Google Fires Employee Behind Controversial Diversity Memo

I can't adequately box my argument into a Reddit comment, and you'll want sourced studies. The best I can do at the moment is tell you that they exist, and provide my own anecdotal experience.

There's a generational issue in society where gender norms have been pushed that guide girls towards the expected norms. Many girls who excel in sciences have been actively discouraged from pursuing hard maths and sciences. This has gotten better in the last 20 years (by region) but we haven't seen the end result yet. That will take another 15 years, as the walls evaporate.

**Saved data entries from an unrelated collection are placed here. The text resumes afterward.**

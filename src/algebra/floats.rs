#![allow(non_snake_case)]
use num_traits::{Float, FloatConst, FromPrimitive, NumAssign};
use std::fmt::{Debug, Display, LowerExp};

/// Main trait for floating point types used internally by the solver.
///
/// All floating point calculations are performed on values implementing
/// `FloatT`, with concrete implementations provided for the native `f32`
/// and `f64` types.  The trait relies on [`num_traits`](num_traits) for
/// most of its constituent bounds, so it should be possible to use any
/// other floating point type that satisfies them.
pub trait FloatT:
    'static
    + Send
    + Sync
    + Float
    + FloatConst
    + NumAssign
    + Default
    + FromPrimitive
    + Display
    + LowerExp
    + Debug
    + Sized
{
}

impl<T> FloatT for T where
    T: 'static
        + Send
        + Sync
        + Float
        + FloatConst
        + NumAssign
        + Default
        + FromPrimitive
        + Display
        + LowerExp
        + Debug
        + Sized
{
}

/// Trait for converting Rust primitives to [`FloatT`](crate::algebra::FloatT)
///
/// Implemented on f32/f64 and unsigned integer primitives so that internal
/// constants can be written as `(2.0).as_T()` rather than the awful
/// `T::from_f64(2.0).unwrap()`.
pub trait AsFloatT<T>: 'static {
    fn as_T(&self) -> T;
}

macro_rules! impl_as_FloatT {
    ($ty:ty, $ident:ident) => {
        impl<T> AsFloatT<T> for $ty
        where
            T: std::ops::Mul<T, Output = T> + FromPrimitive + 'static,
        {
            #[inline]
            fn as_T(&self) -> T {
                T::$ident(*self).unwrap()
            }
        }
    };
}
impl_as_FloatT!(u32, from_u32);
impl_as_FloatT!(u64, from_u64);
impl_as_FloatT!(usize, from_usize);
impl_as_FloatT!(f32, from_f32);
impl_as_FloatT!(f64, from_f64);
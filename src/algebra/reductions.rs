use super::FloatT;

// Elementwise passes and their associated reductions (sum, max) are the
// data parallel core of the solver: every index is independent, and the
// only cross-index interaction is a final associative-commutative
// combine.  They are expressed here as explicit primitives so that the
// serial and multithreaded builds share one call site and produce the
// same results to within floating point tolerance.

#[cfg(feature = "parallel")]
use rayon::prelude::*;

/// Writes `out[i] = f(i)` for every index of `out`.
pub fn map_indexed<T, F>(out: &mut [T], f: F)
where
    T: FloatT,
    F: Fn(usize) -> T + Sync + Send,
{
    cfg_if::cfg_if! {
        if #[cfg(feature = "parallel")] {
            out.par_iter_mut().enumerate().for_each(|(i, x)| *x = f(i));
        } else {
            for (i, x) in out.iter_mut().enumerate() {
                *x = f(i);
            }
        }
    }
}

/// Sum of `f(i)` over `0..n`.
pub fn reduce_sum<T, F>(n: usize, f: F) -> T
where
    T: FloatT,
    F: Fn(usize) -> T + Sync + Send,
{
    cfg_if::cfg_if! {
        if #[cfg(feature = "parallel")] {
            (0..n).into_par_iter().map(f).sum()
        } else {
            accumulate_pairwise(0..n, f)
        }
    }
}

/// Maximum of `f(i)` over `0..n`, or zero when `n == 0`.
pub fn reduce_max<T, F>(n: usize, f: F) -> T
where
    T: FloatT,
    F: Fn(usize) -> T + Sync + Send,
{
    cfg_if::cfg_if! {
        if #[cfg(feature = "parallel")] {
            (0..n).into_par_iter().map(f).reduce(T::zero, T::max)
        } else {
            (0..n).fold(T::zero(), |acc, i| T::max(acc, f(i)))
        }
    }
}

// ---------------------------------------------------------------------
// generic pairwise accumulator utility for sums, dot products etc

pub(crate) fn accumulate_pairwise<T, I, A, F>(x: I, op: F) -> T
where
    T: FloatT,
    I: IntoIterator<Item = A> + Clone,
    I::IntoIter: ExactSizeIterator,
    F: Fn(A) -> T,
{
    const BASE_CASE_DIM: usize = 16;

    let n = x.clone().into_iter().len();
    return if n == 0 {
        T::zero()
    } else {
        accumulate_pairwise_inner(x, &op, 0, n)
    };

    fn accumulate_pairwise_inner<T, I, A, F>(x: I, op: &F, i1: usize, n: usize) -> T
    where
        T: FloatT,
        I: IntoIterator<Item = A> + Clone,
        I::IntoIter: ExactSizeIterator,
        F: Fn(A) -> T,
    {
        if n < BASE_CASE_DIM {
            x.into_iter()
                .skip(i1)
                .take(n)
                .fold(T::zero(), |acc, x| acc + op(x))
        } else {
            let n2 = n / 2;
            accumulate_pairwise_inner(x.clone(), op, i1, n2)
                + accumulate_pairwise_inner(x, op, i1 + n2, n - n2)
        }
    }
}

My Computer Science courses in 2,001 were about 15% women. They had roughly the same success rate at landing professionally careers as the men, ratio wise. I've worked with some of them for top technology companies. That 15% is going up. Women are not superior to men in software, but they are absolutely not inferior.

The largest obstacle that women have faced in the last several decades is being told that this area is "not for girls". It turns out, once you stop telling girls things like that and start empowering them that they tend to rise to the same level as men in hard sciences.

This paper reinforces the gender roles. If I stood up and told my female coworkers "you're lucky that you're one of the smart ones" it would be patronizing, wrong, sexist, and create an unnecessary hostile work culture. I would be fired, and I would deserve it.